### Dataset
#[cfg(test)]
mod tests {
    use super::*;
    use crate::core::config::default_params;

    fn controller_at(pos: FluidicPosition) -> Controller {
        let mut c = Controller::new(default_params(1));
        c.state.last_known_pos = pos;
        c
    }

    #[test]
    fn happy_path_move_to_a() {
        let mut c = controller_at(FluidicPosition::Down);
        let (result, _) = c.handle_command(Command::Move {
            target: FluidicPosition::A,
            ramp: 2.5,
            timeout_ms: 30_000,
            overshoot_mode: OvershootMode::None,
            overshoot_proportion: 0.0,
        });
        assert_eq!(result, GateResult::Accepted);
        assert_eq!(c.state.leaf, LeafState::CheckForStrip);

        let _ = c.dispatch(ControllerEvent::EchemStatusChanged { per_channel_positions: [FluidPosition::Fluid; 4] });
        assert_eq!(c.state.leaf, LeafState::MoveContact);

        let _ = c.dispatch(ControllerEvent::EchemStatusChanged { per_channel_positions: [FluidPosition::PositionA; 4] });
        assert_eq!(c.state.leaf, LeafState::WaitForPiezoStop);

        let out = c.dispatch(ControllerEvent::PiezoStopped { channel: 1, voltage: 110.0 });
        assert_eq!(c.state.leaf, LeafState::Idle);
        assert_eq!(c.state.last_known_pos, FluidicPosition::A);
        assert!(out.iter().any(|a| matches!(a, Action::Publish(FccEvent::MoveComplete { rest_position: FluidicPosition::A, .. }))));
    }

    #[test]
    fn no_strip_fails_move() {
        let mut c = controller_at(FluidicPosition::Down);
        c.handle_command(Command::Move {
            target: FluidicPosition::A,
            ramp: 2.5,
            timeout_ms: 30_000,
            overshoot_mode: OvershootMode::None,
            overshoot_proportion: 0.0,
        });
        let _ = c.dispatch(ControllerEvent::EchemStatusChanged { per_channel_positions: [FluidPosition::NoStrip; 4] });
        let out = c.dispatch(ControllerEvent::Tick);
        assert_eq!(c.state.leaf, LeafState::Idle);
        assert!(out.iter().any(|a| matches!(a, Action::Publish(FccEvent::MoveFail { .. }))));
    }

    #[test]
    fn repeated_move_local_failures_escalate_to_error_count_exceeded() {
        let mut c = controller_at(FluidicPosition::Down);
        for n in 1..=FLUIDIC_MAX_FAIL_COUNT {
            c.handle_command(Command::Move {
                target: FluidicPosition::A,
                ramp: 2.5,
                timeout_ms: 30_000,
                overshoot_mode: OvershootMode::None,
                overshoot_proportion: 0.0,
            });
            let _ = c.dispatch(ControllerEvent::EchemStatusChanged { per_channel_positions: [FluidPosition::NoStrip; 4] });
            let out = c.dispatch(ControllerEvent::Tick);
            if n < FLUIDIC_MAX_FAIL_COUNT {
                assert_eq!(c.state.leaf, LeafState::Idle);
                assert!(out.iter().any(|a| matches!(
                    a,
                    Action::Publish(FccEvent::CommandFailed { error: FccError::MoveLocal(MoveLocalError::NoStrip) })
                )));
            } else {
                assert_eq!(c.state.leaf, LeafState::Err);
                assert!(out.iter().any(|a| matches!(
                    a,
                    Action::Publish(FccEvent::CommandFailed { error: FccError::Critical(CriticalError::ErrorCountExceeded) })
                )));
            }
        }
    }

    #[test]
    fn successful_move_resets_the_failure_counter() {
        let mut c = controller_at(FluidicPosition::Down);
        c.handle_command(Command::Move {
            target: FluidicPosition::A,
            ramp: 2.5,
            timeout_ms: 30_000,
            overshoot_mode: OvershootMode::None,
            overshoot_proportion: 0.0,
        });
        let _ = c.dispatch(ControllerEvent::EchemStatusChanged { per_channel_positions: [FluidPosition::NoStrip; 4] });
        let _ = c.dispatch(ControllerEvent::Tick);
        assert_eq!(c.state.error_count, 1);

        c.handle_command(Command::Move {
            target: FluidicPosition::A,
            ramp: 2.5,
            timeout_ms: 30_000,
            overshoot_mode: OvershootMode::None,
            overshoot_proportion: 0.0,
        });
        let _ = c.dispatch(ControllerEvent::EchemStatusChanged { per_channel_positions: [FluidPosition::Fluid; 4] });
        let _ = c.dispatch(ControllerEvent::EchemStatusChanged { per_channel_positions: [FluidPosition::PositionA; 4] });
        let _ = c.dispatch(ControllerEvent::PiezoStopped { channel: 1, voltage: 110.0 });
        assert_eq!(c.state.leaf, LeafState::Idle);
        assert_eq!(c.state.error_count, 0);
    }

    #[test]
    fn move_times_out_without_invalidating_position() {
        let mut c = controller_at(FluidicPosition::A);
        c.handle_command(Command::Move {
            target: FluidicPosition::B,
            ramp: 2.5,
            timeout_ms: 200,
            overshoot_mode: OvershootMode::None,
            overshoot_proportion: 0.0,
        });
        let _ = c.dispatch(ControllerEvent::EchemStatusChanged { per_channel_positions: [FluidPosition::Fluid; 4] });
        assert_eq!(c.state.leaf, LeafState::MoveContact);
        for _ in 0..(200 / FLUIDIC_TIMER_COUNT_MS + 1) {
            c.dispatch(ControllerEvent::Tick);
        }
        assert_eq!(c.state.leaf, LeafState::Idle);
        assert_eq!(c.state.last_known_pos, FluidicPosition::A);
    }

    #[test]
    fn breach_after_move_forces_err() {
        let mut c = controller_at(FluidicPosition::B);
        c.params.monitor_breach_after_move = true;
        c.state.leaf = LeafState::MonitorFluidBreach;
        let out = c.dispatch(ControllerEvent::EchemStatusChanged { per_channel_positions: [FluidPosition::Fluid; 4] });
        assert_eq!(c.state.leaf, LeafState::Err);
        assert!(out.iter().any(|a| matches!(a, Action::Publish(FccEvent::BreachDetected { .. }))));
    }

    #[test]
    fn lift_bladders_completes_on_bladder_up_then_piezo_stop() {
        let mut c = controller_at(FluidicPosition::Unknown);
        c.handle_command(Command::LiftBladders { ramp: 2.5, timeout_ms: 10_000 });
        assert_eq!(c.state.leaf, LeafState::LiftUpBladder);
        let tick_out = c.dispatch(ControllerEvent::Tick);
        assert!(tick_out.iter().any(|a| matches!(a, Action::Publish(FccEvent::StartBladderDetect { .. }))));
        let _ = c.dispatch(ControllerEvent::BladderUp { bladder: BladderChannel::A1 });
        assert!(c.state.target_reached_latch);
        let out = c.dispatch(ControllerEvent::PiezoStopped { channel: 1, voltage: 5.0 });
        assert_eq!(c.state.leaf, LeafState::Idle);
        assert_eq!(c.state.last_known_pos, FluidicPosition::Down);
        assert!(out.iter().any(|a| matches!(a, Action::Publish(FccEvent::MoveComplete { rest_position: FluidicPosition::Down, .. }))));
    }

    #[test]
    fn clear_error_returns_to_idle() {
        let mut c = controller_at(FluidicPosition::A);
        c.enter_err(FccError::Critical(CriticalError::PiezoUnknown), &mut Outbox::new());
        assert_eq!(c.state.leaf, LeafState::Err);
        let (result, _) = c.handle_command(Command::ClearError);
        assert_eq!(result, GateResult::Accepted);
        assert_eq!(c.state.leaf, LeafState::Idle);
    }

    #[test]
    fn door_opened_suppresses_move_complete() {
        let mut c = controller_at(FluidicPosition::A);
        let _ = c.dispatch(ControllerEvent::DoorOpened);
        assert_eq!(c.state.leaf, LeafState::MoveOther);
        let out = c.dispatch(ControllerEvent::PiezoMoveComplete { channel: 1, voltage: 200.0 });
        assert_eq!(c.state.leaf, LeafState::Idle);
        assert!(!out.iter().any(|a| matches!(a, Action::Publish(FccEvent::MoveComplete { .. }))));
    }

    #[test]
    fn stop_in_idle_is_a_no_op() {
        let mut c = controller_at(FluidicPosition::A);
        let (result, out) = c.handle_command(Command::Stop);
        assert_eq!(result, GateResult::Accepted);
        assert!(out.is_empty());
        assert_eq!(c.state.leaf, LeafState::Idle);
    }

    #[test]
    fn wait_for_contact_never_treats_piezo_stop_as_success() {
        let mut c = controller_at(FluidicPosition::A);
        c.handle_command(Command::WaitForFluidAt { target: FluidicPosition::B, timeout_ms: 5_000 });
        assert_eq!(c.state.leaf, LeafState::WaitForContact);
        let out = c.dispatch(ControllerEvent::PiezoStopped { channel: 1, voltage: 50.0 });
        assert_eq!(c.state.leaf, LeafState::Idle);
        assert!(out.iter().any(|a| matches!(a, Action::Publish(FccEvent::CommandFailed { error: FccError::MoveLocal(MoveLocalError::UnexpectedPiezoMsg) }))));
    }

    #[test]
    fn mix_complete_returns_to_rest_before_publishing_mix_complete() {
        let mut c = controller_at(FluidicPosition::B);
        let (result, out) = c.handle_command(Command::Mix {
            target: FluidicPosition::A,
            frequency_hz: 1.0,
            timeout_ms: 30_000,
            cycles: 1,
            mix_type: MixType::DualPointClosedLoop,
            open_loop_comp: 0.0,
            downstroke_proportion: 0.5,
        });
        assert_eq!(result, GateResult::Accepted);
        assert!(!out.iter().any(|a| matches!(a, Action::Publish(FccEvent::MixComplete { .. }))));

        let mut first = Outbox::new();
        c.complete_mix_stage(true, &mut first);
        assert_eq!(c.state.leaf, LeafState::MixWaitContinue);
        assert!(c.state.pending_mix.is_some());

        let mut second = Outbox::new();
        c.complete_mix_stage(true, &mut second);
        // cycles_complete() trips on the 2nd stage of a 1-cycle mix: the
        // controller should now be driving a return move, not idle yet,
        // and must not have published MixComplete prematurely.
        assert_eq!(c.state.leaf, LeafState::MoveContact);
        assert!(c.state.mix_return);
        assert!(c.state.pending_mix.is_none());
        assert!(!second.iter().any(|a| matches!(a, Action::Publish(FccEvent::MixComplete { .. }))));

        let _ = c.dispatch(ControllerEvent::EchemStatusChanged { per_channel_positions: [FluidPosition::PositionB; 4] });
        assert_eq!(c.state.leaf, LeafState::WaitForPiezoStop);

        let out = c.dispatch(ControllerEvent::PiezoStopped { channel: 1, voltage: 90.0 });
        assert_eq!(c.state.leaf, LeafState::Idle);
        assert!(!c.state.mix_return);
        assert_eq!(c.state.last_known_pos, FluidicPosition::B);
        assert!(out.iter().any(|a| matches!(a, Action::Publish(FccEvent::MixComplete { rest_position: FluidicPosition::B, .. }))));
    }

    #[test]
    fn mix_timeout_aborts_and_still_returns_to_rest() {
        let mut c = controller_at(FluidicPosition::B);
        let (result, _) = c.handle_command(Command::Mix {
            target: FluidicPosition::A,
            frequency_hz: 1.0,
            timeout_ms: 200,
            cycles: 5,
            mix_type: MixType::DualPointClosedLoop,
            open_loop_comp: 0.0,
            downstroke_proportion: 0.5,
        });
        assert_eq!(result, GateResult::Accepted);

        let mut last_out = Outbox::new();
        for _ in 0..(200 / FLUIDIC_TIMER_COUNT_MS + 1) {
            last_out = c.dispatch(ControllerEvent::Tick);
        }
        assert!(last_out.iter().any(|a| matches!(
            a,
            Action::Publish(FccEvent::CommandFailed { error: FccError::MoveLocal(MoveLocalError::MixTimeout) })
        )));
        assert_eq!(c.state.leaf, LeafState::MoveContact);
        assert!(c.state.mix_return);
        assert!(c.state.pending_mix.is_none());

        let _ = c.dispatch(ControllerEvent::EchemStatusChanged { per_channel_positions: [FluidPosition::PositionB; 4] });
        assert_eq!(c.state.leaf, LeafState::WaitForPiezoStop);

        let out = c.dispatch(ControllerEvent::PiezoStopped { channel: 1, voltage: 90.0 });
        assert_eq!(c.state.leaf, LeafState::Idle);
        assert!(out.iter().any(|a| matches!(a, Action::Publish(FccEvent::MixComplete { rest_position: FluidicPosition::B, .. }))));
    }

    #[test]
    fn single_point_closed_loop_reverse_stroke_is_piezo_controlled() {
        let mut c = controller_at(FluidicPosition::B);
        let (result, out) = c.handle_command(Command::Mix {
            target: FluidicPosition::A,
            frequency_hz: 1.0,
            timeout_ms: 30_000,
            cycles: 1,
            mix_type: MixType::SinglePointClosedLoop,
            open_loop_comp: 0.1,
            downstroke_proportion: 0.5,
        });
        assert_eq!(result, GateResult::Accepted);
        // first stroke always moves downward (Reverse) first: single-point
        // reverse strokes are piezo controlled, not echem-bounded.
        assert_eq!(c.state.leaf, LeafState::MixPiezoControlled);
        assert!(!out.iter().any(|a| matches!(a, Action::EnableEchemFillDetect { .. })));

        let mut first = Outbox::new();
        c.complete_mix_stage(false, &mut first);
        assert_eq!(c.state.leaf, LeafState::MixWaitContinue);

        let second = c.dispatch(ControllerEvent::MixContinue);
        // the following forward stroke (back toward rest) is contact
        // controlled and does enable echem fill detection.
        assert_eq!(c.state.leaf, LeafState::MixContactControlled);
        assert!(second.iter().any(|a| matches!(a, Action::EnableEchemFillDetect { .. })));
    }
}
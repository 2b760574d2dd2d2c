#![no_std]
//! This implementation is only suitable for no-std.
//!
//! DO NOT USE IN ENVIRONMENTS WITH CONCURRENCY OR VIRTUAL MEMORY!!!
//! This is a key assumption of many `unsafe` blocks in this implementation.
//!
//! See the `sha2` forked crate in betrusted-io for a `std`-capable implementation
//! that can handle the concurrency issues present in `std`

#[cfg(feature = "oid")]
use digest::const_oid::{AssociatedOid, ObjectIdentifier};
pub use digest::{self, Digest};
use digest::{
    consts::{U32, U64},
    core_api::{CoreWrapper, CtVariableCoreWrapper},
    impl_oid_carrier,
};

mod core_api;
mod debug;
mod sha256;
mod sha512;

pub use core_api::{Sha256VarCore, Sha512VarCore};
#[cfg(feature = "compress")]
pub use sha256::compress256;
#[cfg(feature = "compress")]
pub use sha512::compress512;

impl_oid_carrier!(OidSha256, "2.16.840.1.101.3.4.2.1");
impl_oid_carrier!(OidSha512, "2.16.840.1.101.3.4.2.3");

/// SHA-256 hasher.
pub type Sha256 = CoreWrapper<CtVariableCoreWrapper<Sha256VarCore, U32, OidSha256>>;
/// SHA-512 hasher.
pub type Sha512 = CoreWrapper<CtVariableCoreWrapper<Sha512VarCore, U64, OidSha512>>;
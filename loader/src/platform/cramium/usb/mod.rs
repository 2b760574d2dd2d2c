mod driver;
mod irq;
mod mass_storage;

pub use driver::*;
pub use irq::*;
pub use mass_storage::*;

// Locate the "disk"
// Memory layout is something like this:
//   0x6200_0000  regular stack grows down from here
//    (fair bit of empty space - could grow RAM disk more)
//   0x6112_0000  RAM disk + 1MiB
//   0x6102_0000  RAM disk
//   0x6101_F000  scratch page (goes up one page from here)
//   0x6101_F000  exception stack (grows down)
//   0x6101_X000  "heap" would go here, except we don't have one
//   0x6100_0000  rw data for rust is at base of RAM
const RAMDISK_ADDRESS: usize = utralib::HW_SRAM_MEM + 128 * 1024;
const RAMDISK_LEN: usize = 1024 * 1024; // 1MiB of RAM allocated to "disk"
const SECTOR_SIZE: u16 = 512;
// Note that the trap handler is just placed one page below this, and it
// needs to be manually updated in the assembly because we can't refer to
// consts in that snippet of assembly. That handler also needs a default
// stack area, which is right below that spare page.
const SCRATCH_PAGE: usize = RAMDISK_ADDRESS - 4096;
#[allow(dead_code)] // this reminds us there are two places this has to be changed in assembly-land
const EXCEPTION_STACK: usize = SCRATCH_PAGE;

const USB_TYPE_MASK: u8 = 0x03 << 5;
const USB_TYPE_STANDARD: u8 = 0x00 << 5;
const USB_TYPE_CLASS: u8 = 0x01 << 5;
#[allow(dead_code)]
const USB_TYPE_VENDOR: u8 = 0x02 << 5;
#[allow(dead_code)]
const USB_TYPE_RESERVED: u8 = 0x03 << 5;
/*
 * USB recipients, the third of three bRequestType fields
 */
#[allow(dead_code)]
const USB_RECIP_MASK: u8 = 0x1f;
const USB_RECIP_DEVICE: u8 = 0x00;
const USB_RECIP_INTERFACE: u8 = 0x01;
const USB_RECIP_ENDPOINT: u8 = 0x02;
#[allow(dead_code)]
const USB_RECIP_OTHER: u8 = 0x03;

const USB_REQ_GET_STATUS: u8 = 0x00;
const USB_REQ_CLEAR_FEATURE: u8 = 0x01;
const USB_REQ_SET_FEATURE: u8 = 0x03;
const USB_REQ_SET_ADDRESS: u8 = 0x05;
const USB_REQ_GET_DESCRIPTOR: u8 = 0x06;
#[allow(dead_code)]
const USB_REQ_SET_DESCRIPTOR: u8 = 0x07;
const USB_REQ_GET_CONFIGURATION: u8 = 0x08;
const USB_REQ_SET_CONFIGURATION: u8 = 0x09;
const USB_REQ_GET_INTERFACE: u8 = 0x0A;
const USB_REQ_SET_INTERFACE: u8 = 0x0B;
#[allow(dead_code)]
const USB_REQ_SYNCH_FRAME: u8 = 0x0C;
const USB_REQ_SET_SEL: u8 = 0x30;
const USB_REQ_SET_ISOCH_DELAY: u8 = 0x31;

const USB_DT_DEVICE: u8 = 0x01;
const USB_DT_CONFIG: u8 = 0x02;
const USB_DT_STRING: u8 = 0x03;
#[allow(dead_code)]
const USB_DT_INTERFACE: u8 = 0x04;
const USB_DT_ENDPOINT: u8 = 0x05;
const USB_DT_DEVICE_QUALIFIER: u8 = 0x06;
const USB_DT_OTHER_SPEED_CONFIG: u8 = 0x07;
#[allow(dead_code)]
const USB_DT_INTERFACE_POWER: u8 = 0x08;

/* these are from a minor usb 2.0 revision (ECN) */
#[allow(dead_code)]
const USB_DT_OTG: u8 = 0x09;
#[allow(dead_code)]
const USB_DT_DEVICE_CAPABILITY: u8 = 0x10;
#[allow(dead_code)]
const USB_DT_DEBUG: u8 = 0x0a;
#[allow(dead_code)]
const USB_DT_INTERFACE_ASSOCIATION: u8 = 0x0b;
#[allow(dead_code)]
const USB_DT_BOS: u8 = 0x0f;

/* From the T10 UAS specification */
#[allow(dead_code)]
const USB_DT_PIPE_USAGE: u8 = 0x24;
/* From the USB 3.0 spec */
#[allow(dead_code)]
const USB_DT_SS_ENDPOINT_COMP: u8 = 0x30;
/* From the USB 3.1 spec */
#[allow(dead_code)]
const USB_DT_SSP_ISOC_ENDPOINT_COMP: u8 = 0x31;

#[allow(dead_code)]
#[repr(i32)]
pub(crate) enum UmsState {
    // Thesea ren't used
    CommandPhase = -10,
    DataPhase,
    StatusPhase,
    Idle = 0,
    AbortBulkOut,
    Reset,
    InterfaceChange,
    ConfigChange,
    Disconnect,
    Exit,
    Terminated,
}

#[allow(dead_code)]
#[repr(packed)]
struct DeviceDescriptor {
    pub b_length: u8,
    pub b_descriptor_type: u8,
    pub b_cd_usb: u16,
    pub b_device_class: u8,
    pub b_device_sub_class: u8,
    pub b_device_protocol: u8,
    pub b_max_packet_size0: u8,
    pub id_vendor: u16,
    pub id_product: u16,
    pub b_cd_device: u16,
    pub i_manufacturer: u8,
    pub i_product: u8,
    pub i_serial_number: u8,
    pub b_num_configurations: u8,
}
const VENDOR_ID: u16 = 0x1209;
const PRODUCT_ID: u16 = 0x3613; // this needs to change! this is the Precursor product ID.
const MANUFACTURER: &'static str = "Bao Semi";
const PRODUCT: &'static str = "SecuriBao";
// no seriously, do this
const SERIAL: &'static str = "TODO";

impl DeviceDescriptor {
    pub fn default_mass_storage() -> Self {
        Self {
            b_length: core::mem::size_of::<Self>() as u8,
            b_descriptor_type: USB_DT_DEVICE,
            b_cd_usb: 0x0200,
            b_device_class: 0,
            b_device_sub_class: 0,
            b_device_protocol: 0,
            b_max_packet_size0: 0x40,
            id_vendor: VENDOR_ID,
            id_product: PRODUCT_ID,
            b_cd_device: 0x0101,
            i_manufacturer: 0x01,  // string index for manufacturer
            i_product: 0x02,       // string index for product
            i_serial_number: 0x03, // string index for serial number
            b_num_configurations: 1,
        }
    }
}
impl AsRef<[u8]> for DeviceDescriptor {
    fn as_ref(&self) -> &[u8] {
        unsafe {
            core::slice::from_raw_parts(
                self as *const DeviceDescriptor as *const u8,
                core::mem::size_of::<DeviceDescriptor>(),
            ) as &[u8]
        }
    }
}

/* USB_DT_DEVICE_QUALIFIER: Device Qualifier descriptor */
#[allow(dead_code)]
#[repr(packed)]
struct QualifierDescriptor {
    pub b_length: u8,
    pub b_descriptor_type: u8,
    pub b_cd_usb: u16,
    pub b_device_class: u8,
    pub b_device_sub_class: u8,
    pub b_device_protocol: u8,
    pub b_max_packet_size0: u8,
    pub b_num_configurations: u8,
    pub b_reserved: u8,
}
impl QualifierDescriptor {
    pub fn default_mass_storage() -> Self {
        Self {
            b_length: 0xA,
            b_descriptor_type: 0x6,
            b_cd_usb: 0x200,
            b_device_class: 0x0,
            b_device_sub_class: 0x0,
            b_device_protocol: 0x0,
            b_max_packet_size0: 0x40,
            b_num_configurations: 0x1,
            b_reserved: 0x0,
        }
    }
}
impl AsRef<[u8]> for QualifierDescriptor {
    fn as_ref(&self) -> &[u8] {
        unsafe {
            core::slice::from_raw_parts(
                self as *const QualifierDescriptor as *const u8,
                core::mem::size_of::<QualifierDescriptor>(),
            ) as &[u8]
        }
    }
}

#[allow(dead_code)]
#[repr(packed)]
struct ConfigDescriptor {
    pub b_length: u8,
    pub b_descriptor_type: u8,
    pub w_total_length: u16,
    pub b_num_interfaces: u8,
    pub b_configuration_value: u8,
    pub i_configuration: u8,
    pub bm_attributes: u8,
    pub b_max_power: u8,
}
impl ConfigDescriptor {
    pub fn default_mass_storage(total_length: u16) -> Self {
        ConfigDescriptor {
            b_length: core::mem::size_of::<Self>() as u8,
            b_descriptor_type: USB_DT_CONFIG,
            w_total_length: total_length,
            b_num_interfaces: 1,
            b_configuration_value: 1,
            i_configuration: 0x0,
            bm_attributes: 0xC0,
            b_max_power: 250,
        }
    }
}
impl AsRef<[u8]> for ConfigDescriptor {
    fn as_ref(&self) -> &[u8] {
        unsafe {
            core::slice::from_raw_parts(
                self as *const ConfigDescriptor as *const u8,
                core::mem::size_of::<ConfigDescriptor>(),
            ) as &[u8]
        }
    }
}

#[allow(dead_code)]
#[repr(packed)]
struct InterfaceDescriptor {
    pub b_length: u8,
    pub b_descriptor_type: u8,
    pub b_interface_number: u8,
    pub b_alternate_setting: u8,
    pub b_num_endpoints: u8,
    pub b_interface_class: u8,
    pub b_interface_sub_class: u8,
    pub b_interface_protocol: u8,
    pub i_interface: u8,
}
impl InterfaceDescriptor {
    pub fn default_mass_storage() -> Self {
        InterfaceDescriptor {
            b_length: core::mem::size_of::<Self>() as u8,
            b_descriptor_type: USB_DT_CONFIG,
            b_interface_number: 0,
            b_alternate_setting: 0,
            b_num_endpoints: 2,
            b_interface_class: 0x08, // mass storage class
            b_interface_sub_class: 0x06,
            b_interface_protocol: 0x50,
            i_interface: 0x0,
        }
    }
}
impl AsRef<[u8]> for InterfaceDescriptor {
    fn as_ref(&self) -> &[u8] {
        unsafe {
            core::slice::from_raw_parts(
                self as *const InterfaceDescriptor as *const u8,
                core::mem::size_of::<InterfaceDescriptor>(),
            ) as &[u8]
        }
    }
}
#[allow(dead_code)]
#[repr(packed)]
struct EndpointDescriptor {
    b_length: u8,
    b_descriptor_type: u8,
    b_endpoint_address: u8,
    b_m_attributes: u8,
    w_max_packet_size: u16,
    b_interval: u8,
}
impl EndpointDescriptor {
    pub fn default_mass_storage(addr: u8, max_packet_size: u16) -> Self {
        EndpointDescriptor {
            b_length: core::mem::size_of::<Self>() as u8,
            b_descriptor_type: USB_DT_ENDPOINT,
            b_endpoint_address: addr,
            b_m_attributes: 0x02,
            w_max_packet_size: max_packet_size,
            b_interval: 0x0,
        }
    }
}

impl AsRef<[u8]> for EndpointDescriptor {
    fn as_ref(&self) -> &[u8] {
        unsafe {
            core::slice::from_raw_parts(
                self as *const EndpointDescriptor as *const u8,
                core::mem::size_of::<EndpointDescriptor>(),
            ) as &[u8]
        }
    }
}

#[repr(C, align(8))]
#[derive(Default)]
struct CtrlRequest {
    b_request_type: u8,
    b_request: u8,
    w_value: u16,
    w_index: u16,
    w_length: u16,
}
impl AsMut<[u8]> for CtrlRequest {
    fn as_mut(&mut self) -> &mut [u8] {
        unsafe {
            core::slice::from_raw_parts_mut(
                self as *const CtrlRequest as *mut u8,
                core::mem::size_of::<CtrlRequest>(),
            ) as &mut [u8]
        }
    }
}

### Brief
Nothing should appear in the answer except the lines above from the line with "const USB_TYPE_CLASS: u8 = 0x01 << 5;" through the line with "const USB_REQ_SET_DESCRIPTOR: u8 = 0x07;", both included, written out exactly.

### The answer
const USB_TYPE_CLASS: u8 = 0x01 << 5;
#[allow(dead_code)]
const USB_TYPE_VENDOR: u8 = 0x02 << 5;
#[allow(dead_code)]
const USB_TYPE_RESERVED: u8 = 0x03 << 5;
/*
 * USB recipients, the third of three bRequestType fields
 */
#[allow(dead_code)]
const USB_RECIP_MASK: u8 = 0x1f;
const USB_RECIP_DEVICE: u8 = 0x00;
const USB_RECIP_INTERFACE: u8 = 0x01;
const USB_RECIP_ENDPOINT: u8 = 0x02;
#[allow(dead_code)]
const USB_RECIP_OTHER: u8 = 0x03;

const USB_REQ_GET_STATUS: u8 = 0x00;
const USB_REQ_CLEAR_FEATURE: u8 = 0x01;
const USB_REQ_SET_FEATURE: u8 = 0x03;
const USB_REQ_SET_ADDRESS: u8 = 0x05;
const USB_REQ_GET_DESCRIPTOR: u8 = 0x06;
#[allow(dead_code)]
const USB_REQ_SET_DESCRIPTOR: u8 = 0x07;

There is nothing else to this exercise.